_Your instructions_: Your answer must hold only the lines below from the line containing "pub mod shopping_list;" through the line containing "the request pool.", each reproduced exactly.

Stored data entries
________
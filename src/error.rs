use actix_web::http::StatusCode;
use actix_web::HttpResponse;
use thiserror::Error;

/// Crate-wide error taxonomy. The boundary maps each variant to an HTTP
/// status; internal variants never leak their details to the client.
#[derive(Error, Debug)]
pub enum ApiError {
    #[error("{0}")]
    Validation(String),

    #[error("{0}")]
    NotFound(String),

    #[error("{0}")]
    Unauthorized(String),

    #[error("Database error: {0}")]
    Database(#[from] diesel::result::Error),

    #[error("Connection pool error: {0}")]
    Pool(#[from] diesel::r2d2::PoolError),

    #[error("Blocking task was canceled")]
    Canceled,

    #[error("{0}")]
    Internal(String),
}

impl From<actix_web::error::BlockingError> for ApiError {
    fn from(_: actix_web::error::BlockingError) -> Self {
        ApiError::Canceled
    }
}

impl From<crate::vision::RecognitionError> for ApiError {
    fn from(err: crate::vision::RecognitionError) -> Self {
        match err {
            crate::vision::RecognitionError::EmptyImage => {
                ApiError::Validation(err.to_string())
            }
            crate::vision::RecognitionError::Backend(msg) => ApiError::Internal(msg),
        }
    }
}

impl actix_web::ResponseError for ApiError {
    fn status_code(&self) -> StatusCode {
        match self {
            ApiError::Validation(_) => StatusCode::BAD_REQUEST,
            ApiError::NotFound(_) => StatusCode::NOT_FOUND,
            ApiError::Unauthorized(_) => StatusCode::UNAUTHORIZED,
            ApiError::Database(_)
            | ApiError::Pool(_)
            | ApiError::Canceled
            | ApiError::Internal(_) => StatusCode::INTERNAL_SERVER_ERROR,
        }
    }

    fn error_response(&self) -> HttpResponse {
        let message = match self {
            ApiError::Validation(m) | ApiError::NotFound(m) | ApiError::Unauthorized(m) => {
                m.clone()
            }
            other => {
                log::error!("Internal error: {}", other);
                "Internal server error".to_string()
            }
        };

        HttpResponse::build(self.status_code()).json(serde_json::json!({ "error": message }))
    }
}

#[cfg(test)]
mod tests {
    use super::*;
    use actix_web::ResponseError;

    #[test]
    fn validation_maps_to_400() {
        let err = ApiError::Validation("Ingredient is required".to_string());
        assert_eq!(err.status_code(), StatusCode::BAD_REQUEST);
    }

    #[test]
    fn not_found_maps_to_404() {
        let err = ApiError::NotFound("Recipe not found".to_string());
        assert_eq!(err.status_code(), StatusCode::NOT_FOUND);
    }

    #[test]
    fn internal_errors_map_to_500() {
        let err = ApiError::Database(diesel::result::Error::RollbackTransaction);
        assert_eq!(err.status_code(), StatusCode::INTERNAL_SERVER_ERROR);
    }
}
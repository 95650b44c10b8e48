use crate::jobs::ExpiryScanJob;
use fang::asynk::async_queue::{AsyncQueue, AsyncQueueable};
use fang::asynk::async_worker_pool::AsyncWorkerPool;
use fang::NoTls;

pub async fn start_worker_pool(database_url: &str) -> AsyncQueue<NoTls> {
    log::info!("Connecting to database for job queue");

    let max_pool_size: u32 = 3;
    let mut queue = AsyncQueue::builder()
        .uri(database_url.to_string())
        .max_pool_size(max_pool_size)
        .build();

    queue
        .connect(NoTls)
        .await
        .expect("Failed to connect to database for job queue");

    log::info!("Job queue connected successfully");

    let mut pool: AsyncWorkerPool<AsyncQueue<NoTls>> = AsyncWorkerPool::builder()
        .number_of_workers(5_u32)
        .queue(queue.clone())
        .build();

    log::info!("Starting worker pool with 5 workers");

    pool.start().await;

    if let Err(e) = queue.schedule_task(&ExpiryScanJob {}).await {
        log::warn!("Failed to schedule expiry scan: {:?}", e);
    }

    log::info!("Worker pool started successfully");

    queue
}
use crate::error::ApiError;
use chrono::{NaiveDateTime, Utc};
use diesel::prelude::*;
use serde::{Deserialize, Serialize};

#[derive(Debug, Clone, Queryable, Selectable, Serialize)]
#[diesel(table_name = crate::schema::inventory_items)]
#[diesel(check_for_backend(diesel::pg::Pg))]
pub struct InventoryItem {
    pub id: i32,
    pub user_id: i32,
    pub name: String,
    pub category: String,
    pub quantity: f64,
    pub unit: String,
    pub purchase_date: NaiveDateTime,
    pub expiry_date: Option<NaiveDateTime>,
    pub freshness_score: Option<i32>,
    pub location: Option<String>,
    pub barcode: Option<String>,
    pub image_url: Option<String>,
    pub notes: Option<String>,
    pub created_at: NaiveDateTime,
    pub updated_at: NaiveDateTime,
}

impl InventoryItem {
    /// True when the expiry date lies within the next `days` days. Items
    /// without an expiry date never report as expiring; already-expired
    /// items do.
    pub fn is_expiring_soon(&self, days: i64) -> bool {
        match self.expiry_date {
            Some(expiry) => (expiry - Utc::now().naive_utc()).num_days() <= days,
            None => false,
        }
    }

    pub fn is_expired(&self) -> bool {
        match self.expiry_date {
            Some(expiry) => expiry < Utc::now().naive_utc(),
            None => false,
        }
    }
}

fn default_quantity() -> f64 {
    1.0
}

fn default_unit() -> String {
    "piece".to_string()
}

#[derive(Debug, Insertable, Deserialize)]
#[diesel(table_name = crate::schema::inventory_items)]
pub struct NewInventoryItem {
    #[serde(skip_deserializing)]
    pub user_id: i32,
    pub name: String,
    pub category: String,
    #[serde(default = "default_quantity")]
    pub quantity: f64,
    #[serde(default = "default_unit")]
    pub unit: String,
    /// Absent means the database default (now).
    pub purchase_date: Option<NaiveDateTime>,
    pub expiry_date: Option<NaiveDateTime>,
    pub freshness_score: Option<i32>,
    pub location: Option<String>,
    pub barcode: Option<String>,
    pub image_url: Option<String>,
    pub notes: Option<String>,
}

impl NewInventoryItem {
    pub fn validate(&self) -> Result<(), ApiError> {
        if self.name.trim().is_empty() {
            return Err(ApiError::Validation("Item name is required".to_string()));
        }
        if self.category.trim().is_empty() {
            return Err(ApiError::Validation("Category is required".to_string()));
        }
        if self.quantity < 0.0 {
            return Err(ApiError::Validation(
                "Quantity must be non-negative".to_string(),
            ));
        }
        if let Some(score) = self.freshness_score {
            if !(1..=10).contains(&score) {
                return Err(ApiError::Validation(
                    "Freshness score must be between 1 and 10".to_string(),
                ));
            }
        }
        Ok(())
    }
}

#[derive(Debug, Default, AsChangeset, Deserialize)]
#[diesel(table_name = crate::schema::inventory_items)]
pub struct InventoryItemChanges {
    pub name: Option<String>,
    pub category: Option<String>,
    pub quantity: Option<f64>,
    pub unit: Option<String>,
    pub purchase_date: Option<NaiveDateTime>,
    pub expiry_date: Option<NaiveDateTime>,
    pub freshness_score: Option<i32>,
    pub location: Option<String>,
    pub barcode: Option<String>,
    pub image_url: Option<String>,
    pub notes: Option<String>,
}

impl InventoryItemChanges {
    pub fn validate(&self) -> Result<(), ApiError> {
        if let Some(name) = &self.name {
            if name.trim().is_empty() {
                return Err(ApiError::Validation("Item name cannot be empty".to_string()));
            }
        }
        if let Some(quantity) = self.quantity {
            if quantity < 0.0 {
                return Err(ApiError::Validation(
                    "Quantity must be non-negative".to_string(),
                ));
            }
        }
        if let Some(score) = self.freshness_score {
            if !(1..=10).contains(&score) {
                return Err(ApiError::Validation(
                    "Freshness score must be between 1 and 10".to_string(),
                ));
            }
        }
        Ok(())
    }
}

#[cfg(test)]
mod tests {
    use super::*;
    use chrono::Duration;

    fn item(expiry: Option<NaiveDateTime>) -> InventoryItem {
        let now = Utc::now().naive_utc();
        InventoryItem {
            id: 1,
            user_id: 1,
            name: "Milk".to_string(),
            category: "dairy".to_string(),
            quantity: 1.0,
            unit: "l".to_string(),
            purchase_date: now,
            expiry_date: expiry,
            freshness_score: Some(7),
            location: Some("fridge".to_string()),
            barcode: None,
            image_url: None,
            notes: None,
            created_at: now,
            updated_at: now,
        }
    }

    #[test]
    fn expiring_soon_within_window() {
        let soon = item(Some(Utc::now().naive_utc() + Duration::days(2)));
        assert!(soon.is_expiring_soon(3));
        assert!(!soon.is_expired());
    }

    #[test]
    fn not_expiring_outside_window() {
        let later = item(Some(Utc::now().naive_utc() + Duration::days(10)));
        assert!(!later.is_expiring_soon(3));
    }

    #[test]
    fn expired_items_also_count_as_expiring() {
        let past = item(Some(Utc::now().naive_utc() - Duration::days(1)));
        assert!(past.is_expired());
        assert!(past.is_expiring_soon(3));
    }

    #[test]
    fn no_expiry_date_means_neither() {
        let none = item(None);
        assert!(!none.is_expired());
        assert!(!none.is_expiring_soon(3));
    }

    #[test]
    fn new_item_validation() {
        let mut new_item = NewInventoryItem {
            user_id: 1,
            name: "Eggs".to_string(),
            category: "dairy".to_string(),
            quantity: 12.0,
            unit: "piece".to_string(),
            purchase_date: None,
            expiry_date: None,
            freshness_score: None,
            location: None,
            barcode: None,
            image_url: None,
            notes: None,
        };
        assert!(new_item.validate().is_ok());

        new_item.quantity = -1.0;
        assert!(new_item.validate().is_err());

        new_item.quantity = 1.0;
        new_item.freshness_score = Some(11);
        assert!(new_item.validate().is_err());

        new_item.freshness_score = None;
        new_item.name = "  ".to_string();
        assert!(new_item.validate().is_err());
    }
}
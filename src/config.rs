//! Runtime configuration collected from the environment.

pub const DEFAULT_PORT: u16 = 8080;

#[derive(Debug, Clone)]
pub struct Config {
    pub port: u16,
    pub database_url: String,
    /// Start the background worker pool alongside the HTTP server.
    pub workers_enabled: bool,
}

impl Config {
    pub fn from_env() -> Result<Self, String> {
        let port = match std::env::var("PORT") {
            Ok(raw) => raw
                .parse::<u16>()
                .map_err(|_| "PORT must be a valid port number".to_string())?,
            Err(_) => DEFAULT_PORT,
        };

        let database_url =
            std::env::var("DATABASE_URL").map_err(|_| "DATABASE_URL must be set".to_string())?;

        let workers_enabled = std::env::var("WORKERS_ENABLED")
            .ok()
            .map(|s| matches!(s.as_str(), "1" | "true" | "TRUE"))
            .unwrap_or(false);

        Ok(Config {
            port,
            database_url,
            workers_enabled,
        })
    }
}
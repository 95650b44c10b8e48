pub mod inventory;
pub mod meal_plan;
pub mod preferences;
pub mod recipe;
pub mod scan;
pub mod shopping_list;

pub use inventory::{InventoryItem, InventoryItemChanges, NewInventoryItem};
pub use meal_plan::{
    MealPlan, MealPlanChanges, MealPlanItem, MealPlanItemChanges, MealPlanItemPayload, MealType,
    NewMealPlan, NewMealPlanItem,
};
pub use preferences::{PreferencesPayload, PreferencesResponse, PreferencesUpsert, UserPreferences};
pub use recipe::{
    NewRecipe, NewRecipeIngredient, Recipe, RecipeChanges, RecipeIngredient, RecipePayload,
    RecipeWithIngredients, UserRecipe, UserRecipeUpsert,
};
pub use scan::{NewScanRecord, ScanRecord};
pub use shopping_list::{
    NewShoppingList, NewShoppingListItem, ShoppingList, ShoppingListChanges, ShoppingListItem,
    ShoppingListItemChanges,
};
use diesel::prelude::*;
use diesel::r2d2::{self, ConnectionManager};

pub type DbPool = r2d2::Pool<ConnectionManager<PgConnection>>;

pub fn create_pool(database_url: &str) -> DbPool {
    let manager = ConnectionManager::<PgConnection>::new(database_url);
    r2d2::Pool::builder()
        .build(manager)
        .expect("Failed to create database pool")
}

/// Single connection for background jobs, which manage their own lifecycle
/// outside the request pool.
pub fn establish_connection(database_url: &str) -> ConnectionResult<PgConnection> {
    PgConnection::establish(database_url)
}
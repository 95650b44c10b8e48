use actix_web::{test, App};
use larder::health;

#[actix_rt::test]
async fn test_health_endpoint() {
    let app = test::init_service(App::new().service(health)).await;

    let req = test::TestRequest::get().uri("/health").to_request();

    let resp = test::call_service(&app, req).await;
    assert!(resp.status().is_success());

    let body = test::read_body(resp).await;
    let body_str = std::str::from_utf8(&body).unwrap();
    assert!(body_str.contains("ok"));
    assert!(body_str.contains("Larder API is running"));
}
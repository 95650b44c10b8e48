use super::run_blocking;
use crate::auth::OwnerId;
use crate::db::DbPool;
use crate::error::ApiError;
use crate::models::{PreferencesPayload, UserPreferences};
use crate::schema::user_preferences::dsl as up;
use actix_web::{get, put, web, HttpResponse};
use chrono::Utc;
use diesel::prelude::*;

pub fn configure(cfg: &mut web::ServiceConfig) {
    cfg.service(get_preferences).service(upsert_preferences);
}

#[get("/api/preferences")]
async fn get_preferences(
    owner: OwnerId,
    pool: web::Data<DbPool>,
) -> Result<HttpResponse, ApiError> {
    let OwnerId(user_id) = owner;

    let prefs: UserPreferences = run_blocking(&pool, move |conn| {
        up::user_preferences
            .filter(up::user_id.eq(user_id))
            .first(conn)
            .optional()?
            .ok_or_else(|| ApiError::NotFound("Preferences not set".to_string()))
    })
    .await?;

    Ok(HttpResponse::Ok().json(prefs.to_response()))
}

#[put("/api/preferences")]
async fn upsert_preferences(
    owner: OwnerId,
    pool: web::Data<DbPool>,
    body: web::Json<PreferencesPayload>,
) -> Result<HttpResponse, ApiError> {
    let upsert = body.into_inner().into_upsert(owner.0)?;

    let prefs: UserPreferences = run_blocking(&pool, move |conn| {
        diesel::insert_into(up::user_preferences)
            .values(&upsert)
            .on_conflict(up::user_id)
            .do_update()
            .set((&upsert, up::updated_at.eq(Utc::now().naive_utc())))
            .get_result(conn)
            .map_err(ApiError::from)
    })
    .await?;

    Ok(HttpResponse::Ok().json(prefs.to_response()))
}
________
_Output for this exercise_:
pub mod shopping_list;

pub use inventory::{InventoryItem, InventoryItemChanges, NewInventoryItem};
pub use meal_plan::{
    MealPlan, MealPlanChanges, MealPlanItem, MealPlanItemChanges, MealPlanItemPayload, MealType,
    NewMealPlan, NewMealPlanItem,
};
pub use preferences::{PreferencesPayload, PreferencesResponse, PreferencesUpsert, UserPreferences};
pub use recipe::{
    NewRecipe, NewRecipeIngredient, Recipe, RecipeChanges, RecipeIngredient, RecipePayload,
    RecipeWithIngredients, UserRecipe, UserRecipeUpsert,
};
pub use scan::{NewScanRecord, ScanRecord};
pub use shopping_list::{
    NewShoppingList, NewShoppingListItem, ShoppingList, ShoppingListChanges, ShoppingListItem,
    ShoppingListItemChanges,
};
use diesel::prelude::*;
use diesel::r2d2::{self, ConnectionManager};

pub type DbPool = r2d2::Pool<ConnectionManager<PgConnection>>;

pub fn create_pool(database_url: &str) -> DbPool {
    let manager = ConnectionManager::<PgConnection>::new(database_url);
    r2d2::Pool::builder()
        .build(manager)
        .expect("Failed to create database pool")
}

/// Single connection for background jobs, which manage their own lifecycle
/// outside the request pool.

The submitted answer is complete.